Revised 29 April, 2009

Accepted 29 April, 2009

HIV acts as a ‘natural immunogen’, keeping anti-HIV-1 immune responses boosted in HIV-infected male couples who have unprotected sex, say University of California San Francisco researchers (PLoS Pathog 2008; 4:e1000185).

Until now, little has been reported on the consequences of continued exposure to HIV in people who are already infected. But serosorting, the practice of identifying sexual partners based on their HIV status, is a growing trend. It often leads to unprotected sex between HIV-infected individuals, which poses the risk of acquiring a drug-resistant strain of the virus.

To shed light on the immunological consequences of continued exposure to HIV, Christian Willberg and colleagues studied 49 men, from a San Francisco prospective cohort of couples in long-term relationships, who were suppressing their virus below the detection level (50 RNA copies/ml) with HAART. Twenty-nine men had partners whose virus was also in check due to antiviral therapy, whereas 20 men had viremic partners whose viral loads were more than 90 000 RNA copies/ml.

Using enzyme-linked immunosorbent spot (ELISPOT) assay to compare HIV-1-specific T-cell responses between the two groups, the researchers found significantly stronger (P = 0.001) responses against HIV-1 protease, reverse transcriptase, and integrase peptides in the men with viremic partners. The magnitude of their responses correlated with a greater frequency of unprotected sex, and in particular with the frequency of exposure through receptive (versus insertive) anal sex. No similar correlations were found in the men with nonviremic partners.

‘Rather than losing responses because their own virus has been suppressed by antiviral therapy,’ explains Willberg, ‘we found that the men are maintaining a response because they are constantly being exposed to their partner's virus.’

That the amount of exposure drives the boosted HIV-1-specific immune responses was also illustrated in three individuals from the viremic partner group whose T-cell responses dropped significantly a year later. Two had partners who started antiretroviral therapy and were suppressing their viral loads. The third had reduced his exposure. (Seven individuals from the viremic partner group had blood samples available from a 1-year follow up.)

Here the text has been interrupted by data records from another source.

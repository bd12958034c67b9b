//! Closures: capturing by reference, by mutable reference and by move;
//! returning closures; the Fn / FnMut / FnOnce family.

fn counter() -> impl FnMut() -> u32 {
    let mut count = 0;
    move || {
        count += 1;
        count
    }
}

fn fibonacci() -> impl FnMut() -> u64 {
    let (mut a, mut b) = (0u64, 1u64);
    move || {
        let next = a;
        (a, b) = (b, a + b);
        next
    }
}

fn apply_twice<F: Fn(i32) -> i32>(f: F, x: i32) -> i32 {
    f(f(x))
}

fn make_adder(n: i32) -> Box<dyn Fn(i32) -> i32> {
    Box::new(move |x| x + n)
}

fn captures() {
    let greeting = String::from("hello");
    let borrow = || println!("borrowed: {greeting}");
    borrow();
    println!("still usable outside: {greeting}");

    let mut total = 0;
    let mut add = |n: i32| total += n;
    add(5);
    add(7);
    println!("mutably captured total = {total}");

    let owned = String::from("moved in");
    let consume = move || owned.len();
    println!("move closure sees {} bytes", consume());
}

fn once() {
    let resource = vec![1, 2, 3];
    let take = move || resource; // returns the Vec: FnOnce
    let got = take();
    println!("FnOnce handed back {:?}", got);
}

pub fn run() {
    println!("=== Closures ===\n");

    println!("--- Captures ---");
    captures();

    println!("\n--- Stateful closures ---");
    let mut next = counter();
    println!("counter: {} {} {}", next(), next(), next());
    let mut fib = fibonacci();
    let first: Vec<u64> = (0..10).map(|_| fib()).collect();
    println!("fibonacci: {:?}", first);

    println!("\n--- Higher-order functions ---");
    println!("apply_twice(|x| x * 3, 2) = {}", apply_twice(|x| x * 3, 2));
    let adders: Vec<Box<dyn Fn(i32) -> i32>> = (1..=3).map(make_adder).collect();
    let results: Vec<i32> = adders.iter().map(|f| f(10)).collect();
    println!("adders applied to 10: {:?}", results);

    println!("\n--- FnOnce ---");
    once();

    println!("\n=== Key Points ===");
    println!("1. Closures capture as little as they need: &, &mut or by value");
    println!("2. `move` forces ownership, required when the closure outlives the scope");
    println!("3. Fn ⊂ FnMut ⊂ FnOnce describe how often a closure may be called");
}

#[cfg(test)]
mod tests {
    use super::*;

    #[test]
    fn test_counters_are_independent() {
        let mut a = counter();
        let mut b = counter();
        assert_eq!(a(), 1);
        assert_eq!(a(), 2);
        assert_eq!(b(), 1);
    }

    #[test]
    fn test_fibonacci_sequence() {
        let mut fib = fibonacci();
        let seq: Vec<u64> = (0..8).map(|_| fib()).collect();
        assert_eq!(seq, vec![0, 1, 1, 2, 3, 5, 8, 13]);
    }
}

The researchers note that superinfection is the most likely mechanism to maintain or boost the HIV-1 immune responses. However, HIV-1 sequencing of all participants in the study found no evidence of superinfection at the systemic level in which a new virus overgrows the existing strain. Willberg, who is now at Oxford University, cautions that the study's phylogenetic analysis does not rule out localized superinfections in the gut, most likely the rectum.

Furthermore, no one knows whether maintaining a high T-cell response is good or bad. Willberg says that keeping an active HIV-1 immune response might help control viral rebound in a person when antiviral therapy fails for some reason, or it could indicate a compartmentalized superinfection and the increased risk of acquiring a drug-resistant strain. ‘It could be a double-edged sword,’ he says.

© 2009 Lippincott Williams & Wilkins, Inc.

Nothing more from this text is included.